Renewable Natural Resources

Renewable natural resources are natural resources that are abundant in nature. We can easily obtain it because these natural resources can be readily available. As long as humans are wise in using it, these natural resources will always be available.

Examples of Renewable Natural Resources

Examples of renewable natural resources are:

1. Plants and animals

As long as agricultural land is still available and there are still many who want to process it, food is safe. Likewise animals, as long as there are still many breeders who want to survive with their livestock, the stock of meat will not disappear. We will still feel the pleasure of the piece of meat on the plate that mother cooked.

2. Water and air

Likewise air. As long as the air is not polluted, air can be a source of human life. However, if the air is unhealthy, besides bad breath, disease can also threaten.

Apart from plants and animals, water and air are also renewable natural resources. Nature provides abundance, as long as humans really take care of it.

Non-Renewable Natural Resources.

It is not impossible that this non-renewable natural resource will eventually run out. Even though our dependence on natural resources on this one is quite high, how about that? Examples of non-renewable natural resources are mining materials such as metals, petroleum, coal, fuel producers, and so on.

Nature of Non-Renewable Natural Resources

Non-renewable natural resources include:

  1. It takes a very long time to form again, usually hundreds or tens of years. If it runs out, humans cannot get it immediately. If you order a pre order or PO, I don’t know when
  2. The formation process depends on the surrounding environment. If the environment does not support it, it may not be able to form again.
  3. The formation process depends on the geological environment which cannot be arbitrary. There are certain terms and conditions, so if the ad says yes.

10 Examples of Non-Renewable Natural Resources

1. Minerals 

The first example of a non-renewable natural resource is minerals. Mineral natural resources are natural resources derived from minerals in the soil and these minerals are very useful for human life.
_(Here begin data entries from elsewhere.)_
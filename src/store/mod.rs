//! Persistence collaborators.
//!
//! The services only see these traits. Implementations must enforce the uniqueness
//! invariants atomically at write time:
//! - `(owner_id, name)` for categories, compared case-insensitively
//! - `(category_id, shared_with_user_id)` for shares
//! - email for users
//!
//! and report violations as `CategoryNameExists`, `ShareAlreadyExists` and
//! `UserEmailExists`. Soft-deleted todos are never returned by any read.
//!
//! Every call checks its [`OpContext`] before touching data.

use crate::context::OpContext;
use crate::error::Result;
use crate::grouped::GroupedRow;
use crate::model::{
    Category, CategoryId, CategoryShare, NewTask, Permission, ShareWithUser,
    SharedCategory, Task, TaskId, User, UserId,
};

/// Resolves user identity. Emails are matched case-insensitively.
pub trait UserDirectory: Send + Sync {
    fn add_user(&self, ctx: &OpContext, email: &str, name: &str) -> Result<User>;
    fn user_by_email(&self, ctx: &OpContext, email: &str) -> Result<Option<User>>;
    fn user_by_id(&self, ctx: &OpContext, id: UserId) -> Result<Option<User>>;
    fn list_users(&self, ctx: &OpContext) -> Result<Vec<User>>;
    fn rename_user(&self, ctx: &OpContext, id: UserId, name: &str) -> Result<User>;
}

pub trait CategoryStore: Send + Sync {
    fn create_category(&self, ctx: &OpContext, owner_id: UserId, name: &str) -> Result<Category>;
    fn category_by_id(&self, ctx: &OpContext, id: CategoryId) -> Result<Option<Category>>;
    fn category_by_name(
        &self,
        ctx: &OpContext,
        owner_id: UserId,
        name: &str,
    ) -> Result<Option<Category>>;
    /// Categories owned by `owner_id`, sorted by name.
    fn categories_by_owner(&self, ctx: &OpContext, owner_id: UserId) -> Result<Vec<Category>>;
    fn rename_category(&self, ctx: &OpContext, id: CategoryId, name: &str) -> Result<Category>;
    /// Removes the category together with its shares and todos.
    fn delete_category(&self, ctx: &OpContext, id: CategoryId) -> Result<()>;
}

pub trait ShareRegistry: Send + Sync {
    fn create_share(
        &self,
        ctx: &OpContext,
        category_id: CategoryId,
        user_id: UserId,
        permission: Permission,
    ) -> Result<CategoryShare>;
    fn share_for(
        &self,
        ctx: &OpContext,
        category_id: CategoryId,
        user_id: UserId,
    ) -> Result<Option<CategoryShare>>;
    fn shares_for_category(
        &self,
        ctx: &OpContext,
        category_id: CategoryId,
    ) -> Result<Vec<ShareWithUser>>;
    /// Categories shared with `user_id`, sorted by name.
    fn shared_categories_for_user(
        &self,
        ctx: &OpContext,
        user_id: UserId,
    ) -> Result<Vec<SharedCategory>>;
    /// Changes the permission in place; id and `created_at` are kept. A grant that is gone
    /// by the time the write lands is `ShareNotFound`.
    fn update_share_permission(
        &self,
        ctx: &OpContext,
        category_id: CategoryId,
        user_id: UserId,
        permission: Permission,
    ) -> Result<CategoryShare>;
    /// Returns false when no grant existed.
    fn delete_share(&self, ctx: &OpContext, category_id: CategoryId, user_id: UserId)
        -> Result<bool>;
    /// The wide read behind the grouped view: owned and shared categories sorted by name,
    /// their live todos newest first, one placeholder row per empty category.
    fn grouped_rows(&self, ctx: &OpContext, user_id: UserId) -> Result<Vec<GroupedRow>>;
}

pub trait TaskStore: Send + Sync {
    fn create_task(&self, ctx: &OpContext, task: NewTask) -> Result<Task>;
    fn task_by_id(&self, ctx: &OpContext, id: TaskId) -> Result<Option<Task>>;
    /// Persists title, description, completed, category and owner of a live todo.
    fn update_task(&self, ctx: &OpContext, task: &Task) -> Result<Task>;
    /// Returns false when the todo was missing or already deleted.
    fn soft_delete_task(&self, ctx: &OpContext, id: TaskId) -> Result<bool>;
    /// Todos owned by or shared with `user_id`, newest first, ties by id descending.
    fn accessible_tasks(
        &self,
        ctx: &OpContext,
        user_id: UserId,
        offset: u64,
        limit: u64,
    ) -> Result<(Vec<Task>, u64)>;
    fn category_tasks(
        &self,
        ctx: &OpContext,
        category_id: CategoryId,
        offset: u64,
        limit: u64,
    ) -> Result<(Vec<Task>, u64)>;
}

/// Everything the services need from persistence.
pub trait Backend: UserDirectory + CategoryStore + ShareRegistry + TaskStore {}

impl<T> Backend for T where T: UserDirectory + CategoryStore + ShareRegistry + TaskStore + ?Sized {}

/// Implements every store trait for a type exposing
/// `read(ctx, op, |db| ..)` and `write(ctx, op, |db| ..)`.
macro_rules! impl_backend_via_database {
    ($store:ty) => {
        impl $crate::store::UserDirectory for $store {
            fn add_user(
                &self,
                ctx: &$crate::context::OpContext,
                email: &str,
                name: &str,
            ) -> $crate::error::Result<$crate::model::User> {
                self.write(ctx, "add user", |db| db.add_user(email, name))
            }

            fn user_by_email(
                &self,
                ctx: &$crate::context::OpContext,
                email: &str,
            ) -> $crate::error::Result<Option<$crate::model::User>> {
                self.read(ctx, "get user by email", |db| Ok(db.user_by_email(email).cloned()))
            }

            fn user_by_id(
                &self,
                ctx: &$crate::context::OpContext,
                id: $crate::model::UserId,
            ) -> $crate::error::Result<Option<$crate::model::User>> {
                self.read(ctx, "get user", |db| Ok(db.user_by_id(id).cloned()))
            }

            fn list_users(
                &self,
                ctx: &$crate::context::OpContext,
            ) -> $crate::error::Result<Vec<$crate::model::User>> {
                self.read(ctx, "list users", |db| Ok(db.users()))
            }

            fn rename_user(
                &self,
                ctx: &$crate::context::OpContext,
                id: $crate::model::UserId,
                name: &str,
            ) -> $crate::error::Result<$crate::model::User> {
                self.write(ctx, "rename user", |db| db.rename_user(id, name))
            }
        }

        impl $crate::store::CategoryStore for $store {
            fn create_category(
                &self,
                ctx: &$crate::context::OpContext,
                owner_id: $crate::model::UserId,
                name: &str,
            ) -> $crate::error::Result<$crate::model::Category> {
                self.write(ctx, "create category", |db| db.create_category(owner_id, name))
            }

            fn category_by_id(
                &self,
                ctx: &$crate::context::OpContext,
                id: $crate::model::CategoryId,
            ) -> $crate::error::Result<Option<$crate::model::Category>> {
                self.read(ctx, "get category", |db| Ok(db.category_by_id(id).cloned()))
            }

            fn category_by_name(
                &self,
                ctx: &$crate::context::OpContext,
                owner_id: $crate::model::UserId,
                name: &str,
            ) -> $crate::error::Result<Option<$crate::model::Category>> {
                self.read(ctx, "get category by name", |db| {
                    Ok(db.category_by_name(owner_id, name).cloned())
                })
            }

            fn categories_by_owner(
                &self,
                ctx: &$crate::context::OpContext,
                owner_id: $crate::model::UserId,
            ) -> $crate::error::Result<Vec<$crate::model::Category>> {
                self.read(ctx, "list categories", |db| Ok(db.categories_by_owner(owner_id)))
            }

            fn rename_category(
                &self,
                ctx: &$crate::context::OpContext,
                id: $crate::model::CategoryId,
                name: &str,
            ) -> $crate::error::Result<$crate::model::Category> {
                self.write(ctx, "rename category", |db| db.rename_category(id, name))
            }

            fn delete_category(
                &self,
                ctx: &$crate::context::OpContext,
                id: $crate::model::CategoryId,
            ) -> $crate::error::Result<()> {
                self.write(ctx, "delete category", |db| db.delete_category(id))
            }
        }

        impl $crate::store::ShareRegistry for $store {
            fn create_share(
                &self,
                ctx: &$crate::context::OpContext,
                category_id: $crate::model::CategoryId,
                user_id: $crate::model::UserId,
                permission: $crate::model::Permission,
            ) -> $crate::error::Result<$crate::model::CategoryShare> {
                self.write(ctx, "create share", |db| {
                    db.create_share(category_id, user_id, permission)
                })
            }

            fn share_for(
                &self,
                ctx: &$crate::context::OpContext,
                category_id: $crate::model::CategoryId,
                user_id: $crate::model::UserId,
            ) -> $crate::error::Result<Option<$crate::model::CategoryShare>> {
                self.read(ctx, "get share", |db| {
                    Ok(db.share_for(category_id, user_id).cloned())
                })
            }

            fn shares_for_category(
                &self,
                ctx: &$crate::context::OpContext,
                category_id: $crate::model::CategoryId,
            ) -> $crate::error::Result<Vec<$crate::model::ShareWithUser>> {
                self.read(ctx, "list shares", |db| Ok(db.shares_for_category(category_id)))
            }

            fn shared_categories_for_user(
                &self,
                ctx: &$crate::context::OpContext,
                user_id: $crate::model::UserId,
            ) -> $crate::error::Result<Vec<$crate::model::SharedCategory>> {
                self.read(ctx, "list shared categories", |db| {
                    Ok(db.shared_categories_for_user(user_id))
                })
            }

            fn update_share_permission(
                &self,
                ctx: &$crate::context::OpContext,
                category_id: $crate::model::CategoryId,
                user_id: $crate::model::UserId,
                permission: $crate::model::Permission,
            ) -> $crate::error::Result<$crate::model::CategoryShare> {
                self.write(ctx, "update share permission", |db| {
                    db.update_share_permission(category_id, user_id, permission)
                })
            }

            fn delete_share(
                &self,
                ctx: &$crate::context::OpContext,
                category_id: $crate::model::CategoryId,
                user_id: $crate::model::UserId,
            ) -> $crate::error::Result<bool> {
                self.write(ctx, "delete share", |db| Ok(db.delete_share(category_id, user_id)))
            }

            fn grouped_rows(
                &self,
                ctx: &$crate::context::OpContext,
                user_id: $crate::model::UserId,
            ) -> $crate::error::Result<Vec<$crate::grouped::GroupedRow>> {
                self.read(ctx, "grouped rows", |db| Ok(db.grouped_rows(user_id)))
            }
        }

        impl $crate::store::TaskStore for $store {
            fn create_task(
                &self,
                ctx: &$crate::context::OpContext,
                task: $crate::model::NewTask,
            ) -> $crate::error::Result<$crate::model::Task> {
                self.write(ctx, "create todo", |db| db.create_task(task))
            }

            fn task_by_id(
                &self,
                ctx: &$crate::context::OpContext,
                id: $crate::model::TaskId,
            ) -> $crate::error::Result<Option<$crate::model::Task>> {
                self.read(ctx, "get todo", |db| Ok(db.task_by_id(id).cloned()))
            }

            fn update_task(
                &self,
                ctx: &$crate::context::OpContext,
                task: &$crate::model::Task,
            ) -> $crate::error::Result<$crate::model::Task> {
                self.write(ctx, "update todo", |db| db.update_task(task))
            }

            fn soft_delete_task(
                &self,
                ctx: &$crate::context::OpContext,
                id: $crate::model::TaskId,
            ) -> $crate::error::Result<bool> {
                self.write(ctx, "delete todo", |db| Ok(db.soft_delete_task(id)))
            }

            fn accessible_tasks(
                &self,
                ctx: &$crate::context::OpContext,
                user_id: $crate::model::UserId,
                offset: u64,
                limit: u64,
            ) -> $crate::error::Result<(Vec<$crate::model::Task>, u64)> {
                self.read(ctx, "list todos", |db| {
                    Ok(db.accessible_tasks(user_id, offset, limit))
                })
            }

            fn category_tasks(
                &self,
                ctx: &$crate::context::OpContext,
                category_id: $crate::model::CategoryId,
                offset: u64,
                limit: u64,
            ) -> $crate::error::Result<(Vec<$crate::model::Task>, u64)> {
                self.read(ctx, "list category todos", |db| {
                    Ok(db.category_tasks(category_id, offset, limit))
                })
            }
        }
    };
}

pub(crate) use impl_backend_via_database;

mod database;
mod file;
mod memory;

pub use database::Database;
pub use file::FileStore;
pub use memory::MemoryStore;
This natural resource is included in one example of a non-renewable natural resource because it can only be used for a short time. In other words, there is a time limit, so it could run out at any time. Therefore, every human being must be able to use this natural resource wisely.

2. Gold

Gold or Aurum has the symbol Au. Gold is a metal commonly identified with wealth. It is said that only people with deep pockets hoard gold. The shiny appearance of gold can beautify jewelry and is loved by women. Besides being suitable for gold jewelry, it is also stored as an investment. The skyrocketing price makes gold suitable for making a profit.

Gold or aurum has physical properties that are soft, shiny, yellow and heavy. Gold is a metal that is soft and malleable. Gold is produced through a process of magmatism or concentration on the surface.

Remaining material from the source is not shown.